Reproduce each record below exactly as written.

Dataset entries
====

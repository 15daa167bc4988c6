use crate::error::RunnerError;
use crate::time_unit::TimeUnit;
use config::{Config, ConfigError, Environment, File, FileFormat};
use serde::Deserialize;
use std::path::Path;
use std::time::Duration;

/// Interval used when none is configured.
pub const DEFAULT_INTERVAL: Duration = Duration::from_secs(1);

/// Name used in log records when none is configured.
pub const DEFAULT_NAME: &str = "periodic-runner";

const ENV_PREFIX: &str = "TASKWEAVER";
const SECTION: &str = "runner";

/// Settings for a [`PeriodicRunner`](crate::PeriodicRunner), usually read from
/// the `[runner]` table of an application config file.
#[derive(Debug, Clone, PartialEq, Eq)]
pub struct RunnerConfig {
    pub name: String,
    pub interval: Duration,
}

impl Default for RunnerConfig {
    fn default() -> Self {
        Self {
            name: DEFAULT_NAME.to_string(),
            interval: DEFAULT_INTERVAL,
        }
    }
}

#[derive(Debug, Default, Deserialize)]
struct RunnerSettings {
    name: Option<String>,
    interval: Option<IntervalSetting>,
    time_unit: Option<String>,
}

#[derive(Debug, Deserialize)]
#[serde(untagged)]
enum IntervalSetting {
    Count(u64),
    Text(String),
}

impl RunnerConfig {
    /// Load from a TOML file, with `TASKWEAVER_RUNNER__*` environment overrides.
    pub fn from_toml<P: AsRef<Path>>(path: P) -> Result<Self, RunnerError> {
        Self::from_file(path.as_ref(), FileFormat::Toml)
    }

    /// Load from a YAML file, with `TASKWEAVER_RUNNER__*` environment overrides.
    pub fn from_yaml<P: AsRef<Path>>(path: P) -> Result<Self, RunnerError> {
        Self::from_file(path.as_ref(), FileFormat::Yaml)
    }

    fn from_file(path: &Path, format: FileFormat) -> Result<Self, RunnerError> {
        let config = Config::builder()
            .add_source(File::from(path).format(format))
            .add_source(environment())
            .build()?;
        Self::from_config(&config)
    }

    /// Read the `runner` table of an already built [`Config`].
    ///
    /// A missing table yields the defaults.
    pub fn from_config(config: &Config) -> Result<Self, RunnerError> {
        let settings = match config.get::<RunnerSettings>(SECTION) {
            Ok(settings) => settings,
            Err(ConfigError::NotFound(_)) => RunnerSettings::default(),
            Err(e) => return Err(e.into()),
        };

        let unit = match settings.time_unit.as_deref() {
            Some(raw) => raw.parse::<TimeUnit>().map_err(RunnerError::Interval)?,
            None => TimeUnit::default(),
        };

        let interval = match settings.interval {
            None => DEFAULT_INTERVAL,
            Some(IntervalSetting::Count(value)) => unit.to_duration(value),
            Some(IntervalSetting::Text(raw)) => parse_interval(&raw, unit)?,
        };

        Ok(Self {
            name: settings.name.unwrap_or_else(|| DEFAULT_NAME.to_string()),
            interval,
        })
    }
}

/// `TASKWEAVER_RUNNER__TIME_UNIT` maps to `runner.time_unit`. Keys contain
/// single underscores, so nesting uses a double one.
fn environment() -> Environment {
    Environment::with_prefix(ENV_PREFIX)
        .prefix_separator("_")
        .separator("__")
}

/// Shorthand ("250ms") wins; a bare number is read in `unit`.
fn parse_interval(raw: &str, unit: TimeUnit) -> Result<Duration, RunnerError> {
    if let Some(duration) = TimeUnit::parse_duration(raw) {
        return Ok(duration);
    }
    raw.trim()
        .parse::<u64>()
        .map(|value| unit.to_duration(value))
        .map_err(|_| RunnerError::Interval(format!("'{}' is not a duration", raw)))
}

#[cfg(test)]
mod tests {
    use super::*;

    fn toml(source: &str) -> Config {
        Config::builder()
            .add_source(File::from_str(source, FileFormat::Toml))
            .build()
            .expect("valid toml")
    }

    #[test]
    fn missing_section_uses_defaults() {
        let config = RunnerConfig::from_config(&toml("[other]\nkey = 1\n")).unwrap();
        assert_eq!(config, RunnerConfig::default());
        assert_eq!(config.interval, Duration::from_secs(1));
    }

    #[test]
    fn shorthand_interval_and_name() {
        let config =
            RunnerConfig::from_config(&toml("[runner]\nname = \"poller\"\ninterval = \"250ms\"\n"))
                .unwrap();
        assert_eq!(config.name, "poller");
        assert_eq!(config.interval, Duration::from_millis(250));
    }

    #[test]
    fn numeric_interval_uses_time_unit() {
        let config =
            RunnerConfig::from_config(&toml("[runner]\ninterval = 3\ntime_unit = \"seconds\"\n"))
                .unwrap();
        assert_eq!(config.interval, Duration::from_secs(3));

        let config = RunnerConfig::from_config(&toml("[runner]\ninterval = 40\n")).unwrap();
        assert_eq!(config.interval, Duration::from_millis(40));
    }

    #[test]
    fn bad_values_are_reported() {
        let err = RunnerConfig::from_config(&toml("[runner]\ninterval = \"soon\"\n")).unwrap_err();
        assert!(matches!(err, RunnerError::Interval(_)));

        let err =
            RunnerConfig::from_config(&toml("[runner]\ninterval = 1\ntime_unit = \"fortnights\"\n"))
                .unwrap_err();
        assert!(matches!(err, RunnerError::Interval(_)));
    }

    #[test]
    fn environment_overrides_file_values() {
        let vars: config::Map<String, String> = [
            ("TASKWEAVER_RUNNER__INTERVAL", "3"),
            ("TASKWEAVER_RUNNER__TIME_UNIT", "seconds"),
            ("TASKWEAVER_RUNNER__NAME", "from-env"),
        ]
        .into_iter()
        .map(|(k, v)| (k.to_string(), v.to_string()))
        .collect();

        let config = Config::builder()
            .add_source(File::from_str("[runner]\ninterval = 40\n", FileFormat::Toml))
            .add_source(environment().source(Some(vars)))
            .build()
            .unwrap();

        let config = RunnerConfig::from_config(&config).unwrap();
        assert_eq!(config.name, "from-env");
        assert_eq!(config.interval, Duration::from_secs(3));
    }

    #[test]
    fn loads_yaml_file() {
        let path = std::env::temp_dir().join(format!("taskweaver-{}.yaml", std::process::id()));
        std::fs::write(&path, "runner:\n  name: yaml-runner\n  interval: 2s\n").unwrap();

        let config = RunnerConfig::from_yaml(&path);
        std::fs::remove_file(&path).ok();

        let config = config.unwrap();
        assert_eq!(config.name, "yaml-runner");
        assert_eq!(config.interval, Duration::from_secs(2));
    }

    #[test]
    fn missing_file_is_a_config_error() {
        let err = RunnerConfig::from_toml("/definitely/not/here.toml").unwrap_err();
        assert!(matches!(err, RunnerError::Config(_)));
    }
}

====

* Solution below
repository 15daa167bc4988c6
use crate::error::RunnerError;
use crate::time_unit::TimeUnit;
use config::{Config, ConfigError, Environment, File, FileFormat};
use serde::Deserialize;
use std::path::Path;
use std::time::Duration;

/// Interval used when none is configured.
pub const DEFAULT_INTERVAL: Duration = Duration::from_secs(1);

/// Name used in log records when none is configured.
pub const DEFAULT_NAME: &str = "periodic-runner";

const ENV_PREFIX: &str = "TASKWEAVER";
const SECTION: &str = "runner";

/// Settings for a [`PeriodicRunner`](crate::PeriodicRunner), usually read from
/// the `[runner]` table of an application config file.
#[derive(Debug, Clone, PartialEq, Eq)]
pub struct RunnerConfig {
    pub name: String,
    pub interval: Duration,
}

impl Default for RunnerConfig {
    fn default() -> Self {
        Self {
            name: DEFAULT_NAME.to_string(),
            interval: DEFAULT_INTERVAL,
        }
    }
}

#[derive(Debug, Default, Deserialize)]
struct RunnerSettings {
    name: Option<String>,
    interval: Option<IntervalSetting>,
    time_unit: Option<String>,
}

#[derive(Debug, Deserialize)]
#[serde(untagged)]
enum IntervalSetting {
    Count(u64),
    Text(String),
}

impl RunnerConfig {
    /// Load from a TOML file, with `TASKWEAVER_RUNNER__*` environment overrides.
    pub fn from_toml<P: AsRef<Path>>(path: P) -> Result<Self, RunnerError> {
        Self::from_file(path.as_ref(), FileFormat::Toml)
    }

    /// Load from a YAML file, with `TASKWEAVER_RUNNER__*` environment overrides.
    pub fn from_yaml<P: AsRef<Path>>(path: P) -> Result<Self, RunnerError> {
        Self::from_file(path.as_ref(), FileFormat::Yaml)
    }

    fn from_file(path: &Path, format: FileFormat) -> Result<Self, RunnerError> {
        let config = Config::builder()
            .add_source(File::from(path).format(format))
            .add_source(environment())
            .build()?;
        Self::from_config(&config)
    }

    /// Read the `runner` table of an already built [`Config`].
    ///
    /// A missing table yields the defaults.
    pub fn from_config(config: &Config) -> Result<Self, RunnerError> {
        let settings = match config.get::<RunnerSettings>(SECTION) {
            Ok(settings) => settings,
            Err(ConfigError::NotFound(_)) => RunnerSettings::default(),
            Err(e) => return Err(e.into()),
        };

        let unit = match settings.time_unit.as_deref() {
            Some(raw) => raw.parse::<TimeUnit>().map_err(RunnerError::Interval)?,
            None => TimeUnit::default(),
        };

        let interval = match settings.interval {
            None => DEFAULT_INTERVAL,
            Some(IntervalSetting::Count(value)) => unit.to_duration(value),
            Some(IntervalSetting::Text(raw)) => parse_interval(&raw, unit)?,
        };

        Ok(Self {
            name: settings.name.unwrap_or_else(|| DEFAULT_NAME.to_string()),
            interval,
        })
    }
}

/// `TASKWEAVER_RUNNER__TIME_UNIT` maps to `runner.time_unit`. Keys contain
/// single underscores, so nesting uses a double one.
fn environment() -> Environment {
    Environment::with_prefix(ENV_PREFIX)
        .prefix_separator("_")
        .separator("__")
}

/// Shorthand ("250ms") wins; a bare number is read in `unit`.
fn parse_interval(raw: &str, unit: TimeUnit) -> Result<Duration, RunnerError> {
    if let Some(duration) = TimeUnit::parse_duration(raw) {
        return Ok(duration);
    }
    raw.trim()
        .parse::<u64>()
        .map(|value| unit.to_duration(value))
        .map_err(|_| RunnerError::Interval(format!("'{}' is not a duration", raw)))
}

#[cfg(test)]
mod tests {
    use super::*;

    fn toml(source: &str) -> Config {
        Config::builder()
            .add_source(File::from_str(source, FileFormat::Toml))
            .build()
            .expect("valid toml")
    }

    #[test]
    fn missing_section_uses_defaults() {
        let config = RunnerConfig::from_config(&toml("[other]\nkey = 1\n")).unwrap();
        assert_eq!(config, RunnerConfig::default());
        assert_eq!(config.interval, Duration::from_secs(1));
    }

    #[test]
    fn shorthand_interval_and_name() {
        let config =
            RunnerConfig::from_config(&toml("[runner]\nname = \"poller\"\ninterval = \"250ms\"\n"))
                .unwrap();
        assert_eq!(config.name, "poller");
        assert_eq!(config.interval, Duration::from_millis(250));
    }

    #[test]
    fn numeric_interval_uses_time_unit() {
        let config =
            RunnerConfig::from_config(&toml("[runner]\ninterval = 3\ntime_unit = \"seconds\"\n"))
                .unwrap();
        assert_eq!(config.interval, Duration::from_secs(3));

        let config = RunnerConfig::from_config(&toml("[runner]\ninterval = 40\n")).unwrap();
        assert_eq!(config.interval, Duration::from_millis(40));
    }

    #[test]
    fn bad_values_are_reported() {
        let err = RunnerConfig::from_config(&toml("[runner]\ninterval = \"soon\"\n")).unwrap_err();
        assert!(matches!(err, RunnerError::Interval(_)));

        let err =
            RunnerConfig::from_config(&toml("[runner]\ninterval = 1\ntime_unit = \"fortnights\"\n"))
                .unwrap_err();
        assert!(matches!(err, RunnerError::Interval(_)));
    }

    #[test]
    fn environment_overrides_file_values() {
        let vars: config::Map<String, String> = [
            ("TASKWEAVER_RUNNER__INTERVAL", "3"),
            ("TASKWEAVER_RUNNER__TIME_UNIT", "seconds"),
            ("TASKWEAVER_RUNNER__NAME", "from-env"),
        ]
        .into_iter()
        .map(|(k, v)| (k.to_string(), v.to_string()))
        .collect();

        let config = Config::builder()
            .add_source(File::from_str("[runner]\ninterval = 40\n", FileFormat::Toml))
            .add_source(environment().source(Some(vars)))
            .build()
            .unwrap();

        let config = RunnerConfig::from_config(&config).unwrap();
        assert_eq!(config.name, "from-env");
        assert_eq!(config.interval, Duration::from_secs(3));
    }

    #[test]
    fn loads_yaml_file() {
        let path = std::env::temp_dir().join(format!("taskweaver-{}.yaml", std::process::id()));
        std::fs::write(&path, "runner:\n  name: yaml-runner\n  interval: 2s\n").unwrap();

        let config = RunnerConfig::from_yaml(&path);
        std::fs::remove_file(&path).ok();

        let config = config.unwrap();
        assert_eq!(config.name, "yaml-runner");
        assert_eq!(config.interval, Duration::from_secs(2));
    }

    #[test]
    fn missing_file_is_a_config_error() {
        let err = RunnerConfig::from_toml("/definitely/not/here.toml").unwrap_err();
        assert!(matches!(err, RunnerError::Config(_)));
    }
}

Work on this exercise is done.